Extracted data entries:

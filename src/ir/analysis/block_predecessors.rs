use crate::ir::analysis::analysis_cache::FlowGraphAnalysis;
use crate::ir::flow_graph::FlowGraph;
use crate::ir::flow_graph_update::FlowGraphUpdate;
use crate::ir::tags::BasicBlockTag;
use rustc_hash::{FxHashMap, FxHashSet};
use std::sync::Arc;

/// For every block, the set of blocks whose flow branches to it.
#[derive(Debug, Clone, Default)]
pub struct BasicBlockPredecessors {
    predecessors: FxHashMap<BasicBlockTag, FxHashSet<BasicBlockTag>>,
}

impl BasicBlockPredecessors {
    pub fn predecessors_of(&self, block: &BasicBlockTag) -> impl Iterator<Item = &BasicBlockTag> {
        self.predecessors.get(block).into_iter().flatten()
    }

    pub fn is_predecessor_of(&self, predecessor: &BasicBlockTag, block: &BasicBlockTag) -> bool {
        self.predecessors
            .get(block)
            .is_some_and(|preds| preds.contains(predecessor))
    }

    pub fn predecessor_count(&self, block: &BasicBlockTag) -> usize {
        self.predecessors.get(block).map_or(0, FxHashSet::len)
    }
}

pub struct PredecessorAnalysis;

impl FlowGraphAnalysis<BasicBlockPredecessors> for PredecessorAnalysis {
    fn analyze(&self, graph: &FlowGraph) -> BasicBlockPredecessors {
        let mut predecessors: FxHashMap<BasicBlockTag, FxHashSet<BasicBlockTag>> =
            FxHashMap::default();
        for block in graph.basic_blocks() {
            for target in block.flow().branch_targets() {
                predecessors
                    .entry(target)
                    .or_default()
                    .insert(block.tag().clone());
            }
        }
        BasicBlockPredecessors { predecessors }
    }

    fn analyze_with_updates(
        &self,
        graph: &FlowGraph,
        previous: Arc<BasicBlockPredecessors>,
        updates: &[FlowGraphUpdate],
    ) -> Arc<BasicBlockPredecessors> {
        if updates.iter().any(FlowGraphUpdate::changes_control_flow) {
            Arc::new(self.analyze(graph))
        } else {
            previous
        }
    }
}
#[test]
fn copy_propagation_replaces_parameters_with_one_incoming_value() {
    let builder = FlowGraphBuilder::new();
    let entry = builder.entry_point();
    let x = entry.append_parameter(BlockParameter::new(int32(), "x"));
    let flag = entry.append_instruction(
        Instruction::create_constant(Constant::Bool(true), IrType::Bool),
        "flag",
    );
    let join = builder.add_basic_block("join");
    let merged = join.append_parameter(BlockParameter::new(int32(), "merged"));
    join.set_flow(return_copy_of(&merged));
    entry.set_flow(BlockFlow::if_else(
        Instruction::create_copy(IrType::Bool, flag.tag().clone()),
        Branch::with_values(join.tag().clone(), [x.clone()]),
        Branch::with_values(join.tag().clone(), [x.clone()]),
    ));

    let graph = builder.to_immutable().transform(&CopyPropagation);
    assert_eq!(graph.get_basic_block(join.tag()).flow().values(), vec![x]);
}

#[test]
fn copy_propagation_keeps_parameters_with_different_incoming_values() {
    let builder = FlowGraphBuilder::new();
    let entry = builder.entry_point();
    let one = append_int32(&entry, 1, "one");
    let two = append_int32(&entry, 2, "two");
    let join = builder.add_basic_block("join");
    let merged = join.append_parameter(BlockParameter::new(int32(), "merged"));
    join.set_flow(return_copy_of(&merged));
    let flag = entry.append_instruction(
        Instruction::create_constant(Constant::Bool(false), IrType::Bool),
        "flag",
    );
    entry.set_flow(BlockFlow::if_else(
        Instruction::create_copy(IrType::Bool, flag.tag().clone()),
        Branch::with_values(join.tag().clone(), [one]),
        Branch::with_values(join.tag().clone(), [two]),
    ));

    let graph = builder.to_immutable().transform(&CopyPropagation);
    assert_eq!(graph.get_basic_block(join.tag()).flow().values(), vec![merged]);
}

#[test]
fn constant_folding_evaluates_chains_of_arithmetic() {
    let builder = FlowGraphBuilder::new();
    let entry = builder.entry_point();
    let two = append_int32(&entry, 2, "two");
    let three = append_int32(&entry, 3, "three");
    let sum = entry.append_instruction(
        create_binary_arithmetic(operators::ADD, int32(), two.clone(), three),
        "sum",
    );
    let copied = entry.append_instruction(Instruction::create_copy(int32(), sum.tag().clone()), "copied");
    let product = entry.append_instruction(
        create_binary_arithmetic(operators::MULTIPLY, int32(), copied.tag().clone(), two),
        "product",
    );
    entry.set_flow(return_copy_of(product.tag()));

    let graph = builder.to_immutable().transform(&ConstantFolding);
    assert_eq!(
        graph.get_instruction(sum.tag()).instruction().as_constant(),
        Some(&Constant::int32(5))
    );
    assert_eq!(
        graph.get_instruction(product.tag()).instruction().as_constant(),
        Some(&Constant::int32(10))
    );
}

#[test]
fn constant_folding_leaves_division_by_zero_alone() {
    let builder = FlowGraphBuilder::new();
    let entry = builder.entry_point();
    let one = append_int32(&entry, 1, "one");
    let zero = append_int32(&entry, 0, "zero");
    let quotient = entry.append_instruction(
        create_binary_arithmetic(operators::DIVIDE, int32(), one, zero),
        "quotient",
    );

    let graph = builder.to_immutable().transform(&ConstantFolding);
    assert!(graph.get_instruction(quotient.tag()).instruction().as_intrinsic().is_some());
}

---

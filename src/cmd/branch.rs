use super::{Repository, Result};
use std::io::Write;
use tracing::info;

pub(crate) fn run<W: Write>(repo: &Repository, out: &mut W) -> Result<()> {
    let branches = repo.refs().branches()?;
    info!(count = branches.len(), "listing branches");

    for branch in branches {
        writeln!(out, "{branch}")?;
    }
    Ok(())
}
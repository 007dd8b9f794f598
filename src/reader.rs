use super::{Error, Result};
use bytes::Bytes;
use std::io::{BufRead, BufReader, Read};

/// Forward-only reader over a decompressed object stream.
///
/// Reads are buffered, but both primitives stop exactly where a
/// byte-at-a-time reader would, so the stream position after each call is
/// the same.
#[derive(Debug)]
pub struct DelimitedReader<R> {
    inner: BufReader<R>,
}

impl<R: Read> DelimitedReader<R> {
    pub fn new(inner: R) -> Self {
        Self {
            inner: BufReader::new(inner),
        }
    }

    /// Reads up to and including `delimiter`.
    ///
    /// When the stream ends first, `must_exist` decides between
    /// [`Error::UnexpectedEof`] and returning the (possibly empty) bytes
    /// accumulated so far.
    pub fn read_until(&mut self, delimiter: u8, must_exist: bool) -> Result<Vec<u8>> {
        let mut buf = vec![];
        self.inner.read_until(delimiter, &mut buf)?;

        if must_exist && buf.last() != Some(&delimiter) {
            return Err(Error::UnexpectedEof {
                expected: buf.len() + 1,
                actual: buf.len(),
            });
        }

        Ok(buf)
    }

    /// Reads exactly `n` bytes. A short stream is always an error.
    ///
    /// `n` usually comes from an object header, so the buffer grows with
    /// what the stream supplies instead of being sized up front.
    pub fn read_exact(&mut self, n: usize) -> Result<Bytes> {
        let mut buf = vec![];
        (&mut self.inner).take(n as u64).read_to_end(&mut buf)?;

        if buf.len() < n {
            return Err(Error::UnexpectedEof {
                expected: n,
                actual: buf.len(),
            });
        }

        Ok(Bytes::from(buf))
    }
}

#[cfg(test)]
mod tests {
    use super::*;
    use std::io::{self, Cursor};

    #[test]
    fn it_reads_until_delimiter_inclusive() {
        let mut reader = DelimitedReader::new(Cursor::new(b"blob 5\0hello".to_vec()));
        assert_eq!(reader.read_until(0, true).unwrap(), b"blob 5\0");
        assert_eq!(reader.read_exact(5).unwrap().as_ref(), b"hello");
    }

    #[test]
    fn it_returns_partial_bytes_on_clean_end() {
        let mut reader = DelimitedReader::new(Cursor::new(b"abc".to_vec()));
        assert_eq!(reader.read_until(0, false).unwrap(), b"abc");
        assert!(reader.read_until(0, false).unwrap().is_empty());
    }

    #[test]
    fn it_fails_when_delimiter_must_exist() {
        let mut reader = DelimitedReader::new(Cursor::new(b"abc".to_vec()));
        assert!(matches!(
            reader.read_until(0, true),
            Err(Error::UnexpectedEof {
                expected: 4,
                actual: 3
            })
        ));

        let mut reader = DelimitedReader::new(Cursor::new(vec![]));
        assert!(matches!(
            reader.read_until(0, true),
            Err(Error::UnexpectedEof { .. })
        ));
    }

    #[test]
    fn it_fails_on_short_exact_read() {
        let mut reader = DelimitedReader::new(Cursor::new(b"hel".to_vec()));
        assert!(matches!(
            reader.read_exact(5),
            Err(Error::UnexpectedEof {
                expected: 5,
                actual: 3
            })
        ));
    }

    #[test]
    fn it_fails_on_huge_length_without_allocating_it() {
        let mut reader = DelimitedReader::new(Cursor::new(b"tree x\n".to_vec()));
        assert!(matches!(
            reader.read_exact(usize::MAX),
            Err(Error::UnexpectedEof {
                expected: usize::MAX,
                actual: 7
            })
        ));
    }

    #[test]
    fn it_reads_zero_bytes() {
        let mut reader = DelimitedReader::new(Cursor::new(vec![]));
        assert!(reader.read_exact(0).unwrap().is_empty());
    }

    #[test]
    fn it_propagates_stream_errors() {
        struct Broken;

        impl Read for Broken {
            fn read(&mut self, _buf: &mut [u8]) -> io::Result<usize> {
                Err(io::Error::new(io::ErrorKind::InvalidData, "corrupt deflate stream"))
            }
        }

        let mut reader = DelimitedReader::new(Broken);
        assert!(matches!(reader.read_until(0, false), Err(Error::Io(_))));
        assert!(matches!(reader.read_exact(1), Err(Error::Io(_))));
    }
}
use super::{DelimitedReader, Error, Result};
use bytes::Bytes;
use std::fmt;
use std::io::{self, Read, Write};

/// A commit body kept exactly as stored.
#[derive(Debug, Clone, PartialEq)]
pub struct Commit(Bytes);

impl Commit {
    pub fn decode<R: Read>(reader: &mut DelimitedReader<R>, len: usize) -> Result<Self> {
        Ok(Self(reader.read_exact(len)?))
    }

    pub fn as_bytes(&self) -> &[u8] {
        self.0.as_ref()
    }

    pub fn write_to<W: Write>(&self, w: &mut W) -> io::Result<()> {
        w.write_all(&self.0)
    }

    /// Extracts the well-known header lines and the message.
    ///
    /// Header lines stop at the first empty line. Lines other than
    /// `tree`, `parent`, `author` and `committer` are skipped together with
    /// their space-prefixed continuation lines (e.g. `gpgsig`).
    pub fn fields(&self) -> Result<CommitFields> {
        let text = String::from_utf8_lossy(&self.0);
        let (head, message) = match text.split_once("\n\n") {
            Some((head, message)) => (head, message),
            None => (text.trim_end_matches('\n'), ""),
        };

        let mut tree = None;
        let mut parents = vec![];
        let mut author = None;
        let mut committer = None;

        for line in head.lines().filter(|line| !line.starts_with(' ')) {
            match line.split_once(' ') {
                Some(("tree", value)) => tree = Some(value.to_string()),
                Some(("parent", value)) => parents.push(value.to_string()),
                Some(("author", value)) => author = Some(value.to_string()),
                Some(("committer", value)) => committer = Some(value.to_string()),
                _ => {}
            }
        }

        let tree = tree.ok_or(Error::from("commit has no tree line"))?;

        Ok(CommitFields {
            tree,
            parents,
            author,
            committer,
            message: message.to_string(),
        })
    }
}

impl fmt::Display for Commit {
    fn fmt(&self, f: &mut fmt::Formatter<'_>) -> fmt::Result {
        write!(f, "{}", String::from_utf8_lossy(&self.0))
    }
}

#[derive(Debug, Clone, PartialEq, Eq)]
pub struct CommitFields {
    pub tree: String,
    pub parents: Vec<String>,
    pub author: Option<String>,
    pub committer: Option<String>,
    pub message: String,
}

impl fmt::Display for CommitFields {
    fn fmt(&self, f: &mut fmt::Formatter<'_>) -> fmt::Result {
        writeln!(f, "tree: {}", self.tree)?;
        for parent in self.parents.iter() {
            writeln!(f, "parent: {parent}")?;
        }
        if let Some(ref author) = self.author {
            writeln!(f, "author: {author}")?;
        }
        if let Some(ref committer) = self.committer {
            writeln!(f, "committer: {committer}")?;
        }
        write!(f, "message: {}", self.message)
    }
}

--

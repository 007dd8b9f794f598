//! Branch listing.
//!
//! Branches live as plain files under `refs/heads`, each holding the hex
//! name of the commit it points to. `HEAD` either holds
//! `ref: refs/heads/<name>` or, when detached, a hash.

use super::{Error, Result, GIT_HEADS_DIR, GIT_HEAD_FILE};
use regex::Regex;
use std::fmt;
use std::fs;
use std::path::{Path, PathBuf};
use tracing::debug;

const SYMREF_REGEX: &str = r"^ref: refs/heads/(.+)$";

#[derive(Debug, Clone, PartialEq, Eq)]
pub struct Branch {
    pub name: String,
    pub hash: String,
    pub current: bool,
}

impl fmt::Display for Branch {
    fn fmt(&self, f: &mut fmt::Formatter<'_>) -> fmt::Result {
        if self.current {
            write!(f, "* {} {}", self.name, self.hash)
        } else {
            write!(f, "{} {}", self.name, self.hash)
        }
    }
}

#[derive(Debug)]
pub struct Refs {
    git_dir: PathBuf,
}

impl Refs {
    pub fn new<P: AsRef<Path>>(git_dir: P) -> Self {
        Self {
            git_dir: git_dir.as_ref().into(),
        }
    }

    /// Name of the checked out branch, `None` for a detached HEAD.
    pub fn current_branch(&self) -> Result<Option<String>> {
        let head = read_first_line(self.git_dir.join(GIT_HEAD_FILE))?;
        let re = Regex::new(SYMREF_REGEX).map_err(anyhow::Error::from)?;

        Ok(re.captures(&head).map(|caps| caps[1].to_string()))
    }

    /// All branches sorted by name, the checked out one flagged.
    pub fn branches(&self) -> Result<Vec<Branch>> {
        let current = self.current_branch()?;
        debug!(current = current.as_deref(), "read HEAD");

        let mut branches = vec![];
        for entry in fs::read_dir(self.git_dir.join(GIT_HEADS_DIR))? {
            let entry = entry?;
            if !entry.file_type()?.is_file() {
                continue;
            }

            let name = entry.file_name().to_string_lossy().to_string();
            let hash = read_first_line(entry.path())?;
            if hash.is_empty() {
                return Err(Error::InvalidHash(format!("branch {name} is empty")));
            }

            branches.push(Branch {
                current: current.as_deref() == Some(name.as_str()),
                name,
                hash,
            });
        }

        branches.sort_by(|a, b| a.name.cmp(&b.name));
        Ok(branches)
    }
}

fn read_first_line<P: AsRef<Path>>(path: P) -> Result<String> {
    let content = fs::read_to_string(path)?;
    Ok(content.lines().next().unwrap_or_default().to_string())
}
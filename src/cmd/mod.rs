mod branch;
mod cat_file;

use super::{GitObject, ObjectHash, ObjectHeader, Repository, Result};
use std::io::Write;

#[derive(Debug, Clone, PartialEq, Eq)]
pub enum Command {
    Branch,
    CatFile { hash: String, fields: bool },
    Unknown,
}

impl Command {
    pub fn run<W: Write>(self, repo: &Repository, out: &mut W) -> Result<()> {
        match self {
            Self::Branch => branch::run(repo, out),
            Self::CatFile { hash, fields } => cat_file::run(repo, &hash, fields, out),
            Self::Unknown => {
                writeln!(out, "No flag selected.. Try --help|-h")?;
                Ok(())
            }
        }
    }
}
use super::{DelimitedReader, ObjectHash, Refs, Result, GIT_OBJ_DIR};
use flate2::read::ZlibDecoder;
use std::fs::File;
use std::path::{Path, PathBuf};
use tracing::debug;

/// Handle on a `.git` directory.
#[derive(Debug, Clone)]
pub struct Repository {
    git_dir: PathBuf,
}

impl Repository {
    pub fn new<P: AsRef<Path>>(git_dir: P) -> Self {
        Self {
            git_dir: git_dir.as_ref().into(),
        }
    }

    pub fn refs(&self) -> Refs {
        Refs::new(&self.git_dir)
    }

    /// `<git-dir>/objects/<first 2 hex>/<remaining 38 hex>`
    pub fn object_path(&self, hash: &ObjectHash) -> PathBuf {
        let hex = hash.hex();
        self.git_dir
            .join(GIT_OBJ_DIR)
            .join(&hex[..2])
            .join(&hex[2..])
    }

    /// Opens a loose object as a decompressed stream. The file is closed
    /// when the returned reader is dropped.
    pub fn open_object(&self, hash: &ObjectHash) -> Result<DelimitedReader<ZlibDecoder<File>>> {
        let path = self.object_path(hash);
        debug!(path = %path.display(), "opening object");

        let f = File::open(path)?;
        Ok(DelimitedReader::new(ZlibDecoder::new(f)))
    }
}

Work to be completed:
The answer must consist of each line from the entries that contains the string "push".

Task result:
                Some(("parent", value)) => parents.push(value.to_string()),
            branches.push(Branch {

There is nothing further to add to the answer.